Mr. TAYLOR. Thank you, Mr. Chairman, and, again, thank you all for staying so late.
The CHAIRMAN. I thank the gentleman.
Mr. Larsen.
Mr. LARSEN OF WASHINGTON. One more round, just one more.
Thank you for staying and tolerating our schedule.
I appreciate the chance to spend a few minutes asking a few questions and getting your answers today, and I want to just express how much I do appreciate that, because it has been a long day, I am sure, for you, and, knowing your schedules, you are probably not done with your day. So, again, I certainly appreciate that.
I want to try to bring a few threads together very quickly and with a couple questions, and that thread has to do with this hearing, which is regarding the national security strategy of the U.S. And we heard a lot about different dates in the past from 19861986 and June 1999 and May 1 and 9/11 and all sorts of things, but I want to talk about where we go from here as opposed to what has been going on in the past.
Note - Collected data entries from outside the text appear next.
use crate::calendar::{MonthCalendar, MonthView, Today};
use crate::help::Help;
use crate::markers::MarkerSet;
use crate::notice::Notice;
use crate::order::OrderSubmitter;
use crate::theme::BASE_STYLE;
use crossterm::event::{read, KeyCode, KeyEvent, KeyModifiers};
use ratatui::{
    backend::Backend,
    buffer::Buffer,
    layout::Rect,
    text::Line,
    widgets::{Paragraph, Widget},
    Terminal,
};
use std::io::{self, Write};
use tracing::{debug, warn};

#[derive(Debug)]
pub(crate) struct App<O, C> {
    view: MonthView,
    markers: MarkerSet,
    submitter: O,
    clock: C,
    state: AppState,
}

impl<O: OrderSubmitter, C: Today> App<O, C> {
    pub(crate) fn new(view: MonthView, markers: MarkerSet, submitter: O, clock: C) -> App<O, C> {
        App {
            view,
            markers,
            submitter,
            clock,
            state: AppState::Calendar,
        }
    }

    pub(crate) fn run<B: Backend>(mut self, terminal: &mut Terminal<B>) -> io::Result<()> {
        while !self.quitting() {
            self.draw(terminal)?;
            self.handle_input()?;
        }
        Ok(())
    }

    fn draw<B: Backend>(&self, terminal: &mut Terminal<B>) -> io::Result<()> {
        terminal.draw(|frame| frame.render_widget(self, frame.area()))?;
        Ok(())
    }

    fn handle_input(&mut self) -> io::Result<()> {
        let normal_modifiers = KeyModifiers::NONE | KeyModifiers::SHIFT;
        if let Some(KeyEvent {
            code, modifiers, ..
        }) = read()?.as_key_press_event()
        {
            if modifiers == KeyModifiers::CONTROL && code == KeyCode::Char('c') {
                self.state = AppState::Quitting;
            } else if !normal_modifiers.contains(modifiers) || !self.handle_key(code) {
                self.beep()?;
            }
        }
        // else: Redraw on resize, and we might as well redraw on other stuff
        // too
        Ok(())
    }

    // Returns `false` if the user pressed an invalid key or asked for
    // something that cannot be done
    fn handle_key(&mut self, key: KeyCode) -> bool {
        match self.state {
            AppState::Calendar => match key {
                KeyCode::Char('h') | KeyCode::Left => self.view.move_focus(-1),
                KeyCode::Char('l') | KeyCode::Right => self.view.move_focus(1),
                KeyCode::Char('k') | KeyCode::Up => self.view.move_focus(-7),
                KeyCode::Char('j') | KeyCode::Down => self.view.move_focus(7),
                KeyCode::Char('p') | KeyCode::PageUp => self.view.go_to_previous_month().is_ok(),
                KeyCode::Char('n') | KeyCode::PageDown => self.view.go_to_next_month().is_ok(),
                KeyCode::Char('0') | KeyCode::Home => {
                    self.view.go_to_month_of(self.clock.today());
                    true
                }
                KeyCode::Char(' ') | KeyCode::Enter => self.select_focused(),
                KeyCode::Char('o') => self.submit_order(),
                KeyCode::Char('q') | KeyCode::Esc => {
                    self.state = AppState::Quitting;
                    true
                }
                KeyCode::Char('?') => {
                    self.state = AppState::Helping;
                    true
                }
                _ => false,
            },
            AppState::Helping | AppState::Notifying(_) => {
                self.state = AppState::Calendar;
                true
            }
            AppState::Quitting => false,
        }
    }

    fn select_focused(&mut self) -> bool {
        match self.view.grid(self.clock.today(), &self.markers) {
            Ok(grid) => self.view.select_focused(&grid),
            Err(e) => {
                warn!(error = %e, reference = %self.view.reference(), "cannot build month grid");
                false
            }
        }
    }

    fn submit_order(&mut self) -> bool {
        match self.view.submit_order(&self.submitter) {
            Some(Ok(date)) => {
                self.state = AppState::Notifying(Notice::order_placed(date));
                true
            }
            Some(Err(e)) => {
                self.state = AppState::Notifying(Notice::order_failed(&e));
                true
            }
            None => {
                debug!("no day selected to order");
                false
            }
        }
    }

    fn beep(&self) -> io::Result<()> {
        io::stdout().write_all(b"\x07")
    }

    fn quitting(&self) -> bool {
        self.state == AppState::Quitting
    }
}

impl<O: OrderSubmitter, C: Today> Widget for &App<O, C> {
    fn render(self, area: Rect, buf: &mut Buffer) {
        buf.set_style(area, BASE_STYLE);
        match self.view.grid(self.clock.today(), &self.markers) {
            Ok(grid) => MonthCalendar::new(&grid, &self.view).render(area, buf),
            Err(e) => Paragraph::new(Line::raw(e.to_string()))
                .centered()
                .render(area, buf),
        }
        if self.state == AppState::Helping {
            Help(BASE_STYLE).render(area, buf);
        } else if let AppState::Notifying(ref notice) = self.state {
            notice.render(area, buf);
        }
    }
}

#[derive(Clone, Debug, Eq, PartialEq)]
enum AppState {
    Calendar,
    Helping,
    Notifying(Notice),
    Quitting,
}
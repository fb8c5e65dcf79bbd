use crate::calendar::iso_date;
use anyhow::Context;
use reqwest::blocking::Client as HttpClient;
use reqwest::StatusCode;
use serde::Serialize;
use std::time::Duration;
use thiserror::Error;
use time::{format_description::well_known::Rfc3339, Date, OffsetDateTime};
use url::Url;

pub(crate) trait OrderSubmitter {
    fn submit(&self, date: Date) -> Result<(), OrderError>;
}

#[derive(Debug, Error)]
pub(crate) enum OrderError {
    #[error("failed to send order request")]
    Transport(#[source] reqwest::Error),
    #[error("order endpoint responded with {0}")]
    Status(StatusCode),
    #[error("failed to format order timestamp")]
    Timestamp(#[from] time::error::Format),
}

impl OrderError {
    /// The message shown to the user when an order fails
    pub(crate) fn user_message(&self) -> &'static str {
        match self {
            OrderError::Transport(_) => "Network error. Please check your connection.",
            OrderError::Status(_) | OrderError::Timestamp(_) => {
                "Failed to place order. Please try again."
            }
        }
    }
}

#[derive(Clone, Debug, Eq, PartialEq, Serialize)]
struct OrderRequest {
    date: String,
    timestamp: String,
}

impl OrderRequest {
    fn new(date: Date, now: OffsetDateTime) -> Result<OrderRequest, OrderError> {
        Ok(OrderRequest {
            date: iso_date(date),
            timestamp: now.format(&Rfc3339)?,
        })
    }
}

/// Client for the remote order endpoint.  Each order is a single `POST`; there
/// are no retries.
#[derive(Clone, Debug)]
pub(crate) struct OrderClient {
    endpoint: Url,
    http: HttpClient,
}

impl OrderClient {
    pub(crate) fn new(endpoint: Url, timeout: Option<Duration>) -> anyhow::Result<OrderClient> {
        let http = HttpClient::builder()
            .timeout(timeout)
            .build()
            .context("build HTTP client")?;
        Ok(OrderClient { endpoint, http })
    }

    pub(crate) fn endpoint(&self) -> &Url {
        &self.endpoint
    }
}

impl OrderSubmitter for OrderClient {
    fn submit(&self, date: Date) -> Result<(), OrderError> {
        let body = OrderRequest::new(date, OffsetDateTime::now_utc())?;
        let response = self
            .http
            .post(self.endpoint.clone())
            .json(&body)
            .send()
            .map_err(OrderError::Transport)?;
        let status = response.status();
        if status.is_success() {
            Ok(())
        } else {
            Err(OrderError::Status(status))
        }
    }
}
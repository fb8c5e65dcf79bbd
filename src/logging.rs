use anyhow::{anyhow, Context};
use std::env;
use std::fs::{self, OpenOptions};
use std::path::Path;
use std::sync::Mutex;
use tracing_subscriber::EnvFilter;

/// Environment variable holding `tracing` filter directives; takes precedence
/// over the configured level
const LOG_FILTER_ENV: &str = "ORDERCAL_LOG";

/// Install a `tracing` subscriber that appends to the file at `path`.  The
/// terminal belongs to the calendar, so nothing is logged to stderr.
pub(crate) fn init(path: &Path, default_level: &str) -> anyhow::Result<()> {
    if let Some(parent) = path.parent() {
        fs::create_dir_all(parent)
            .with_context(|| format!("create log directory {}", parent.display()))?;
    }
    let file = OpenOptions::new()
        .create(true)
        .append(true)
        .open(path)
        .with_context(|| format!("open log file {}", path.display()))?;
    let filter = filter(env::var(LOG_FILTER_ENV).ok().as_deref(), default_level)?;
    tracing_subscriber::fmt()
        .with_env_filter(filter)
        .with_ansi(false)
        .with_writer(Mutex::new(file))
        .try_init()
        .map_err(|e| anyhow!("install log subscriber: {e}"))
}

fn filter(directives: Option<&str>, default_level: &str) -> anyhow::Result<EnvFilter> {
    match directives {
        Some(d) => {
            EnvFilter::try_new(d).with_context(|| format!("invalid {LOG_FILTER_ENV} value {d:?}"))
        }
        None => EnvFilter::try_new(default_level)
            .with_context(|| format!("invalid log level {default_level:?}")),
    }
}
use std::collections::HashSet;
use std::path::{Path, PathBuf};

use thiserror::Error;

#[derive(Error, Debug)]
pub enum PublishError {
    #[error("unable to list {path}: {source}")]
    List {
        path: PathBuf,
        source: std::io::Error,
    },
    #[error("unable to move {from} to {to}: {source}")]
    Move {
        from: PathBuf,
        to: PathBuf,
        source: std::io::Error,
    },
    #[error("unable to remove stale {path}: {source}")]
    Remove {
        path: PathBuf,
        source: std::io::Error,
    },
}

#[derive(Debug, Default)]
pub struct PublishReport {
    pub published: Vec<String>,
    pub pruned: Vec<String>,
    pub errors: Vec<PublishError>,
}

/// Moves staged snapshots into the output dir and prunes files no configured
/// source owns. A failure on one file never stops the rest of the pass.
#[derive(Debug, Clone)]
pub struct Publisher {
    staging_dir: PathBuf,
    output_dir: PathBuf,
}

impl Publisher {
    pub fn new(staging_dir: impl Into<PathBuf>, output_dir: impl Into<PathBuf>) -> Self {
        Self {
            staging_dir: staging_dir.into(),
            output_dir: output_dir.into(),
        }
    }

    pub async fn publish(&self, expected: &HashSet<&str>) -> PublishReport {
        let mut report = PublishReport::default();

        match list_files(&self.staging_dir).await {
            Ok(staged) => {
                for (name, from) in staged {
                    let to = self.output_dir.join(&name);
                    // rename swaps the whole file, readers never see a mix
                    match tokio::fs::rename(&from, &to).await {
                        Ok(()) => report.published.push(name),
                        Err(source) => report.errors.push(PublishError::Move { from, to, source }),
                    }
                }
            }
            Err(e) => report.errors.push(e),
        }

        match list_files(&self.output_dir).await {
            Ok(present) => {
                for (name, path) in present {
                    if expected.contains(name.as_str()) {
                        continue;
                    }
                    match tokio::fs::remove_file(&path).await {
                        Ok(()) => report.pruned.push(name),
                        Err(source) => report.errors.push(PublishError::Remove { path, source }),
                    }
                }
            }
            Err(e) => report.errors.push(e),
        }

        report
    }
}

/// Regular files directly under `dir`, as (name, path) pairs.
async fn list_files(dir: &Path) -> Result<Vec<(String, PathBuf)>, PublishError> {
    let list_err = |source| PublishError::List {
        path: dir.to_owned(),
        source,
    };

    let mut files = Vec::new();
    let mut entries = tokio::fs::read_dir(dir).await.map_err(list_err)?;
    while let Some(entry) = entries.next_entry().await.map_err(list_err)? {
        if !entry.file_type().await.map_err(list_err)?.is_file() {
            continue;
        }
        files.push((entry.file_name().to_string_lossy().into_owned(), entry.path()));
    }
    Ok(files)
}
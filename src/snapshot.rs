use std::path::{Path, PathBuf};
use std::sync::atomic::{AtomicU64, Ordering};

use thiserror::Error;

use crate::model::DiscoveryRecord;

#[derive(Error, Debug)]
pub enum WriteError {
    #[error("unable to serialize snapshot {file}: {source}")]
    Serialize {
        file: String,
        source: serde_json::Error,
    },
    #[error("unable to stage {path}: {source}")]
    Io {
        path: PathBuf,
        source: std::io::Error,
    },
}

/// Writes per-source snapshots into the staging dir ahead of publication.
#[derive(Debug, Clone)]
pub struct SnapshotWriter {
    staging_dir: PathBuf,
}

impl SnapshotWriter {
    pub fn new(staging_dir: impl Into<PathBuf>) -> Self {
        Self {
            staging_dir: staging_dir.into(),
        }
    }

    /// Stages `records` as `<staging>/<file>`, replacing any earlier snapshot
    /// of the same name. The content is written under a unique scratch name
    /// first, so writers racing on one name never interleave.
    pub async fn write(&self, file: &str, records: &[DiscoveryRecord]) -> Result<PathBuf, WriteError> {
        static SCRATCH_COUNTER: AtomicU64 = AtomicU64::new(0);

        let body = serde_json::to_vec(records).map_err(|source| WriteError::Serialize {
            file: file.to_owned(),
            source,
        })?;

        let scratch = self.staging_dir.join(format!(
            ".{}.{}.tmp",
            file,
            SCRATCH_COUNTER.fetch_add(1, Ordering::Relaxed)
        ));
        let target = self.staging_dir.join(file);

        if let Err(source) = tokio::fs::write(&scratch, &body).await {
            discard(&scratch).await;
            return Err(WriteError::Io {
                path: scratch,
                source,
            });
        }

        if let Err(source) = tokio::fs::rename(&scratch, &target).await {
            discard(&scratch).await;
            return Err(WriteError::Io {
                path: target,
                source,
            });
        }

        Ok(target)
    }

    /// Drops anything left in the staging dir, e.g. a snapshot that failed to
    /// publish last cycle.
    pub async fn reset(&self) -> Result<usize, WriteError> {
        let io_err = |source| WriteError::Io {
            path: self.staging_dir.clone(),
            source,
        };

        let mut removed = 0;
        let mut entries = tokio::fs::read_dir(&self.staging_dir).await.map_err(io_err)?;
        while let Some(entry) = entries.next_entry().await.map_err(io_err)? {
            if !entry.file_type().await.map_err(io_err)?.is_file() {
                continue;
            }
            let path = entry.path();
            tokio::fs::remove_file(&path)
                .await
                .map_err(|source| WriteError::Io { path, source })?;
            removed += 1;
        }
        Ok(removed)
    }
}

async fn discard(path: &Path) {
    if let Err(e) = tokio::fs::remove_file(path).await {
        if e.kind() != std::io::ErrorKind::NotFound {
            tracing::warn!("unable to remove scratch file {}: {}", path.display(), e);
        }
    }
}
And with regards to Iraq, it seems that when we talk about the National Security Strategy and elevating preemption sort of to the top of that list, that Iraq should be the only country in the world so far that we are actually even willing to apply a policy of preemption to, but that when it comes to terrorism, obviously, I think we shouldwe should be applying that. So, my first question is: Should we, in the future, be bifurcating preemption; that is, preemption definitely for terrorists, but when it comes to our relationships with nation states, not putting that on the top of the list?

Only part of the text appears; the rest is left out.